TASK DETAILS:
In the data that follows, find the line with "filename crates/cli/src/commands/config.rs"; transcribe it, every later line up to the one with "let config = match", and that line as well, exactly and with no others.

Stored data
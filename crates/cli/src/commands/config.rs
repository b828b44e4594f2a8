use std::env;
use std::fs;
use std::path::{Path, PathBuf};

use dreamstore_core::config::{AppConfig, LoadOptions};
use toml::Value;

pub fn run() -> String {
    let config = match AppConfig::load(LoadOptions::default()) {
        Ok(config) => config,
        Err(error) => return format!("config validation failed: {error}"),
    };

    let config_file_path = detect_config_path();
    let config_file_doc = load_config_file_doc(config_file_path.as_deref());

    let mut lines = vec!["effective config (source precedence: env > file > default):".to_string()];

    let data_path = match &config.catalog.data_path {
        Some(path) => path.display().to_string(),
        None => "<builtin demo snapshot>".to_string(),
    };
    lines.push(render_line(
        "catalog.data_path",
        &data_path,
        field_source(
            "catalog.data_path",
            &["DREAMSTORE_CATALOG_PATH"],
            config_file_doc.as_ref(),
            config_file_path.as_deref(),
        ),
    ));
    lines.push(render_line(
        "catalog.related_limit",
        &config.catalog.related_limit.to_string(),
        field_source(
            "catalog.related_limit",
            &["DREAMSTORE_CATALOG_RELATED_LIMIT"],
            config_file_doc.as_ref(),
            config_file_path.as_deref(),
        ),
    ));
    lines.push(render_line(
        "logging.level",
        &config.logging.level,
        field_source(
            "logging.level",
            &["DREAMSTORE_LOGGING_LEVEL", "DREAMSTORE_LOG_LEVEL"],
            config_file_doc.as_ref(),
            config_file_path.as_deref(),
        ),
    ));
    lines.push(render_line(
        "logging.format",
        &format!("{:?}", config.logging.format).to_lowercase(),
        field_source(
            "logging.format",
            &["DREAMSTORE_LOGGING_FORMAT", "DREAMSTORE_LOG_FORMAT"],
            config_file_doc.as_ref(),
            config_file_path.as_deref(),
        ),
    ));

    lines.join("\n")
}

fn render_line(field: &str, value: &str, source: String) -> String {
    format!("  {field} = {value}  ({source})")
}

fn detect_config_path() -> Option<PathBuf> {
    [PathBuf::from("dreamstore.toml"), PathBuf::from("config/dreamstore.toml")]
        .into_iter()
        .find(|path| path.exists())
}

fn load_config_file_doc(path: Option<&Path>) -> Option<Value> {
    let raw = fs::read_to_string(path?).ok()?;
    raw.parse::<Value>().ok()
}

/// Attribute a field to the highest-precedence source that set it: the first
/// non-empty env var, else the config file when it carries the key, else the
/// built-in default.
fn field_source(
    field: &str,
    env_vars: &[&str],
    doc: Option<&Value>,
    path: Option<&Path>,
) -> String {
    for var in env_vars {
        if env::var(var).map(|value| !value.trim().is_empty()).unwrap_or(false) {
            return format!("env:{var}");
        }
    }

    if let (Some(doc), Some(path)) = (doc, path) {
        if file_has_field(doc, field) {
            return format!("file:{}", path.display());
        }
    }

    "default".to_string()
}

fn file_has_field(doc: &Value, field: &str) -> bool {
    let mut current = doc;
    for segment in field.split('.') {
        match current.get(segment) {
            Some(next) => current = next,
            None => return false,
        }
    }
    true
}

* * *

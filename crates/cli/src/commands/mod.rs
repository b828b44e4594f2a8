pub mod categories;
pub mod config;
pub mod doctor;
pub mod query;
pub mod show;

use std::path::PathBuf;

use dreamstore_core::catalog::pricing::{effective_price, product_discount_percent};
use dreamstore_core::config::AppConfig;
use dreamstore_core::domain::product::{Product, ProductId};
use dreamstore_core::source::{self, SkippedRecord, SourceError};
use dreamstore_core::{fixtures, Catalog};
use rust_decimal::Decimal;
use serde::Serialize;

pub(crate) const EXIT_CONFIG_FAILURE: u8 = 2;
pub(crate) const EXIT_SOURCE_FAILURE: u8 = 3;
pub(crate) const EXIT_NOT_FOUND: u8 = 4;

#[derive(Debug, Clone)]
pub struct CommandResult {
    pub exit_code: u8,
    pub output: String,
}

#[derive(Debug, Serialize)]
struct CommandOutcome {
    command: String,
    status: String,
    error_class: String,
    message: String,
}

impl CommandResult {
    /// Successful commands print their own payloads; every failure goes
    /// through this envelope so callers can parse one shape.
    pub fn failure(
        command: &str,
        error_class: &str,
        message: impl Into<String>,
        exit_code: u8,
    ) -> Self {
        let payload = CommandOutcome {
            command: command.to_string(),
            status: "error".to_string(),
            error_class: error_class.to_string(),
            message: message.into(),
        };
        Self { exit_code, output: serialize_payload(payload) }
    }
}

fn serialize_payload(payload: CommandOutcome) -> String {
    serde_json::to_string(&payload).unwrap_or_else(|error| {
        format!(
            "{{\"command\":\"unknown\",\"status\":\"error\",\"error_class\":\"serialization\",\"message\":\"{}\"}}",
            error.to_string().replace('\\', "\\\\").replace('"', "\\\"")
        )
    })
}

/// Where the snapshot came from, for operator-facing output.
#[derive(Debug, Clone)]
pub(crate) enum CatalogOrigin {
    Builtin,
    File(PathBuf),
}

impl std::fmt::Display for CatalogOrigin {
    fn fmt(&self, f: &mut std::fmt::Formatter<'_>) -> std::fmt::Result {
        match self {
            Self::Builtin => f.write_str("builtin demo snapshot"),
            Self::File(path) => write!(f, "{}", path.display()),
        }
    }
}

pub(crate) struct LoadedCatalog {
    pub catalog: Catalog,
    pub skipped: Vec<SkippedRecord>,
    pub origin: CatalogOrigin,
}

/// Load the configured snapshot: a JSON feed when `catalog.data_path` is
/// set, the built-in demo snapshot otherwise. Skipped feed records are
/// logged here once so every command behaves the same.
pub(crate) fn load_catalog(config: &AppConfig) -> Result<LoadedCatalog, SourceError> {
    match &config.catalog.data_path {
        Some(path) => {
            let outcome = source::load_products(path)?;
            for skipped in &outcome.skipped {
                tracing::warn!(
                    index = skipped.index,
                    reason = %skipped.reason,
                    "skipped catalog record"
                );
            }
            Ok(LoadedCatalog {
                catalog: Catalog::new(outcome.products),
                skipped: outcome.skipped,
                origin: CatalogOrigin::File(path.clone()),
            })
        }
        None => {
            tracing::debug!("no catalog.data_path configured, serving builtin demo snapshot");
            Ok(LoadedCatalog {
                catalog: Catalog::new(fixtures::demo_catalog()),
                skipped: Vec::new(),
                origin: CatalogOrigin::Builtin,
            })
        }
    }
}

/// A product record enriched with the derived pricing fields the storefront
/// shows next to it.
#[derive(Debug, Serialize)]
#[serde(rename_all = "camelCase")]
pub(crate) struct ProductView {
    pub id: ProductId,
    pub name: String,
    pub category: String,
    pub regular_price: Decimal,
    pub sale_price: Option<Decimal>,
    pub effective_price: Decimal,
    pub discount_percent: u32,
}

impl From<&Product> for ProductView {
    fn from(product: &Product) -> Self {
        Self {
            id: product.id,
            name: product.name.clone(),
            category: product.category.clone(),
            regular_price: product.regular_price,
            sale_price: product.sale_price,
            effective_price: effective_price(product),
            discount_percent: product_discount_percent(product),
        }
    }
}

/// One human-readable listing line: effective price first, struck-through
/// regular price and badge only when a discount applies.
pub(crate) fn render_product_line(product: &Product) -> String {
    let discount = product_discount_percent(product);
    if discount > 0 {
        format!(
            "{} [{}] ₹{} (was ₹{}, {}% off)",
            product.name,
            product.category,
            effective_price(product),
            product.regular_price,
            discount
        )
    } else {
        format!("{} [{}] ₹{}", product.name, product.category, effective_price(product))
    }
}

TASK RESPONSE:
filename crates/cli/src/commands/config.rs
repository b828b44e4594f2a8
use std::env;
use std::fs;
use std::path::{Path, PathBuf};

use dreamstore_core::config::{AppConfig, LoadOptions};
use toml::Value;

pub fn run() -> String {
    let config = match AppConfig::load(LoadOptions::default()) {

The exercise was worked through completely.